══ Supplied records
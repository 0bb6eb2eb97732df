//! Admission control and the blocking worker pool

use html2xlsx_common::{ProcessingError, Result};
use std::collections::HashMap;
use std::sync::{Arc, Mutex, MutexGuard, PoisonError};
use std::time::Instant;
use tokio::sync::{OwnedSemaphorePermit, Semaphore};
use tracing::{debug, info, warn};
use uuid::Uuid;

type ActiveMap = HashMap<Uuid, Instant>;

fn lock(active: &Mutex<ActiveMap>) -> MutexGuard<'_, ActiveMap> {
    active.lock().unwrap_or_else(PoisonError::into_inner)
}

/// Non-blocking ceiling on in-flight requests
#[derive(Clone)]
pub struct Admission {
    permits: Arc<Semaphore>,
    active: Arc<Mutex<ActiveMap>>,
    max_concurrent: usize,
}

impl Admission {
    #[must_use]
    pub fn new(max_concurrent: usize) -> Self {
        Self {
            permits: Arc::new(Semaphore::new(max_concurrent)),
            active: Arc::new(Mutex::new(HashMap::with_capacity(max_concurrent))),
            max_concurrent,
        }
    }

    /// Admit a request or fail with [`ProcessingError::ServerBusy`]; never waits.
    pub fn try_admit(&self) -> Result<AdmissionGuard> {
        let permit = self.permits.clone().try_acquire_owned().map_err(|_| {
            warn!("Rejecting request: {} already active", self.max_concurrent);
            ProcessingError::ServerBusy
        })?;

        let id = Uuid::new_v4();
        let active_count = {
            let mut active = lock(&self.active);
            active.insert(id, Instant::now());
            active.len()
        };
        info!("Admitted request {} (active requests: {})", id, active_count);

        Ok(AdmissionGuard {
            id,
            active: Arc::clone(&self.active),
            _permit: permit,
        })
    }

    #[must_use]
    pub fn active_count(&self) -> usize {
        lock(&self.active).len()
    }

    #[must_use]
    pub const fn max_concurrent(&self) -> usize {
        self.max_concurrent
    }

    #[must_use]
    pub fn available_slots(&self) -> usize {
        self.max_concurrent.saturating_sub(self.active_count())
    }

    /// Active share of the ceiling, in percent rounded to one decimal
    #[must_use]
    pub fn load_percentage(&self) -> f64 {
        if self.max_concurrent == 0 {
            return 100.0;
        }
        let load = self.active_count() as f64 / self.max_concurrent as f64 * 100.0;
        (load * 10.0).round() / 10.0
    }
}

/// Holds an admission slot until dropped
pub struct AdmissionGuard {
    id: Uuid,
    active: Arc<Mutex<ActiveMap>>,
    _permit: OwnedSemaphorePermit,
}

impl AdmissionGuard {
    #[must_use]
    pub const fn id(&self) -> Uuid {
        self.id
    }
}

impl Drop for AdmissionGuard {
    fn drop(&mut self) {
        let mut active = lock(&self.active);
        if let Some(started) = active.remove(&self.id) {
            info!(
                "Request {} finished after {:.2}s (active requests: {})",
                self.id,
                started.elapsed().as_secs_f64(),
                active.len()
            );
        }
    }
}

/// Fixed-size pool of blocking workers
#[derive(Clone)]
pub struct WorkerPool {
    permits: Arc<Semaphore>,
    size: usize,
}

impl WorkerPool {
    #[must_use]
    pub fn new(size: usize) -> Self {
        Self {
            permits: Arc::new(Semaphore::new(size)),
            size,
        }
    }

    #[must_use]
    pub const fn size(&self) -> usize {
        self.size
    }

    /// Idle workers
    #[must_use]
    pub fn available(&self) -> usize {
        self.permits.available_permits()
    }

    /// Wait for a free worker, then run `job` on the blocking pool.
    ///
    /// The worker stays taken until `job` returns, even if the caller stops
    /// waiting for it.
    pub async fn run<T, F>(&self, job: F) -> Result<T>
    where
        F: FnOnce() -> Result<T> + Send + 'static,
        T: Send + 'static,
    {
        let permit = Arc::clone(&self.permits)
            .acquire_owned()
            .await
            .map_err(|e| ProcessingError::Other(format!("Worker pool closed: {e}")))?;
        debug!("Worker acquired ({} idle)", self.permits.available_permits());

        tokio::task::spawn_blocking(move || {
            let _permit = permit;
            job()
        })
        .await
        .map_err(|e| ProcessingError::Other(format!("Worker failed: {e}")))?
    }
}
════
To do:
A word-for-word restatement of the lines running from the one with "F: FnOnce() ->" to the last line of the records is the whole answer.

Reply:
        F: FnOnce() -> Result<T> + Send + 'static,
        T: Send + 'static,
    {
        let permit = Arc::clone(&self.permits)
            .acquire_owned()
            .await
            .map_err(|e| ProcessingError::Other(format!("Worker pool closed: {e}")))?;
        debug!("Worker acquired ({} idle)", self.permits.available_permits());

        tokio::task::spawn_blocking(move || {
            let _permit = permit;
            job()
        })
        .await
        .map_err(|e| ProcessingError::Other(format!("Worker failed: {e}")))?
    }
}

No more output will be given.